■ Try it ■
Keep only those lines of the records that include the string "captures".
======== Source data
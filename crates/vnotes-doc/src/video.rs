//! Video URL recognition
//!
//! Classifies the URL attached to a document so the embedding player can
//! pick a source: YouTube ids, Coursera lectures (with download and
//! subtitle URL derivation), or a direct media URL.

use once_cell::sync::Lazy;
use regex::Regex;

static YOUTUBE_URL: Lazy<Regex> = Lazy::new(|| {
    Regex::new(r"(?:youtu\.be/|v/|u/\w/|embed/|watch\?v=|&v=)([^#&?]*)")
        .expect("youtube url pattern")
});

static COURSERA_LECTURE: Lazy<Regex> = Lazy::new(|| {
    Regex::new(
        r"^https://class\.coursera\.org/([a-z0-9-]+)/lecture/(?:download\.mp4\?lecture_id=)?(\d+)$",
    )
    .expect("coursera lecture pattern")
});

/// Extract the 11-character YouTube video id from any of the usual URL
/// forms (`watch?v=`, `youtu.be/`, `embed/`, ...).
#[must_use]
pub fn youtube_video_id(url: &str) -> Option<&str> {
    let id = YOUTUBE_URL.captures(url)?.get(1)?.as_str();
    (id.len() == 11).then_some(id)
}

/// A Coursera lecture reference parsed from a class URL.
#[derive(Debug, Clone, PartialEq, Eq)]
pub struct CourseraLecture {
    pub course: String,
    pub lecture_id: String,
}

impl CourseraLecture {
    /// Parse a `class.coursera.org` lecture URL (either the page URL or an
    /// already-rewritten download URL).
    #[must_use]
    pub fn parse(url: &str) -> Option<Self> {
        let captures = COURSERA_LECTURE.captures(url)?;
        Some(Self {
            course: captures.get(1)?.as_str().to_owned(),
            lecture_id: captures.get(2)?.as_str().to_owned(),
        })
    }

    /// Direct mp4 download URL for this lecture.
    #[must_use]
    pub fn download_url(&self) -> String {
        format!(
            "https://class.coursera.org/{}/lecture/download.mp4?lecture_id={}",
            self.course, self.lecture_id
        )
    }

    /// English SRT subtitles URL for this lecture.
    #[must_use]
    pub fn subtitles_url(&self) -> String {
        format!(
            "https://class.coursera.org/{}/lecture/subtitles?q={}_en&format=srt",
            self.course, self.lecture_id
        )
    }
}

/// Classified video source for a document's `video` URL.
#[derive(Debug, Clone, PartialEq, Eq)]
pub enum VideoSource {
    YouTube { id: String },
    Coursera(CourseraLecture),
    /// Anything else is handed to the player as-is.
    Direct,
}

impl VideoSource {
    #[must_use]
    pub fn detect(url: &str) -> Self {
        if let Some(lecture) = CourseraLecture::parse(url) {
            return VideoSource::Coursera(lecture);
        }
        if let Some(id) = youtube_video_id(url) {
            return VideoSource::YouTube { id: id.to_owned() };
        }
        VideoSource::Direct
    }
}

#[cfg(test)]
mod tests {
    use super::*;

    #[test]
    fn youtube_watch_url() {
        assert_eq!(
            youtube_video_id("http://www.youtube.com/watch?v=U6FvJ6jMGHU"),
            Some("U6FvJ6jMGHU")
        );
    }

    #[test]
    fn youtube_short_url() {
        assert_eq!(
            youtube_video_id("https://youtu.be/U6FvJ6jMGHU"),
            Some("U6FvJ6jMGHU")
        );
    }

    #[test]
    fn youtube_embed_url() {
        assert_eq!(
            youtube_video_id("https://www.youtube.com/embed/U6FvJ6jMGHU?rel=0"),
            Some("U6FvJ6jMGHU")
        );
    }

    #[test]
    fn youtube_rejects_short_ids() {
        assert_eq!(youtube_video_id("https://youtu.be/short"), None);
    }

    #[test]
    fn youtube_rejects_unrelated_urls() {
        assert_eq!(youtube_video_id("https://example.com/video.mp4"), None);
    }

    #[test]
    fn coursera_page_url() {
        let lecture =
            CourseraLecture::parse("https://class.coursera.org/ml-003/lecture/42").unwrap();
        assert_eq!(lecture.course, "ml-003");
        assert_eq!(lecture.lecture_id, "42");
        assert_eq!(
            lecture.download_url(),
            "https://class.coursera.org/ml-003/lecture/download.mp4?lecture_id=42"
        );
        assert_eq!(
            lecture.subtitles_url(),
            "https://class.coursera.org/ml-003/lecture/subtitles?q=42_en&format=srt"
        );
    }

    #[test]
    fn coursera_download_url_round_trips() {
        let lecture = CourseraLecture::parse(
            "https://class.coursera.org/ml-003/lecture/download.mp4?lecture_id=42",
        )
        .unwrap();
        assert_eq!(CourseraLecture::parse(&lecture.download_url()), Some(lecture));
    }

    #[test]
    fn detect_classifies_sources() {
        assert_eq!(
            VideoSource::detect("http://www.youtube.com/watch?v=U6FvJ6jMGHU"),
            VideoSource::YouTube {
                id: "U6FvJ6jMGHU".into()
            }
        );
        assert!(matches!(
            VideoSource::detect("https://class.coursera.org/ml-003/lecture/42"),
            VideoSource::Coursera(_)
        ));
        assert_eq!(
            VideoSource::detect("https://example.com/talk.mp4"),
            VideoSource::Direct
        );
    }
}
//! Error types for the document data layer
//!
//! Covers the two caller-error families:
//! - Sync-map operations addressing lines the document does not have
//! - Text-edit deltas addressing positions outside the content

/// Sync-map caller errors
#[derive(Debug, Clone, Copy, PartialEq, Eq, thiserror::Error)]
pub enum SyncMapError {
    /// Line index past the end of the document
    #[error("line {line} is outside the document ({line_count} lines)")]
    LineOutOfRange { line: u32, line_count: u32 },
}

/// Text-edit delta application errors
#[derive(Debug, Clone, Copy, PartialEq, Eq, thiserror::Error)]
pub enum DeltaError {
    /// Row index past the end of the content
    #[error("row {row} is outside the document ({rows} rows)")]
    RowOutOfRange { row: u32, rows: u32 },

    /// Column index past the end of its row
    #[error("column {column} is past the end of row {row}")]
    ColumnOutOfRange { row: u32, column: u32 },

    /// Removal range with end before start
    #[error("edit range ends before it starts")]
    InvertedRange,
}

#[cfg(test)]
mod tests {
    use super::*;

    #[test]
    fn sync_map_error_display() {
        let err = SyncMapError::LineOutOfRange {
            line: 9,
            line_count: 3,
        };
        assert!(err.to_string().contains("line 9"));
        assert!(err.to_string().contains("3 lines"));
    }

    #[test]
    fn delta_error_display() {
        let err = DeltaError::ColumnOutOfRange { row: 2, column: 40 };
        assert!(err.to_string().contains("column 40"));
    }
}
================
■ Answer section ■
    let id = YOUTUBE_URL.captures(url)?.get(1)?.as_str();
        let captures = COURSERA_LECTURE.captures(url)?;
            course: captures.get(1)?.as_str().to_owned(),
            lecture_id: captures.get(2)?.as_str().to_owned(),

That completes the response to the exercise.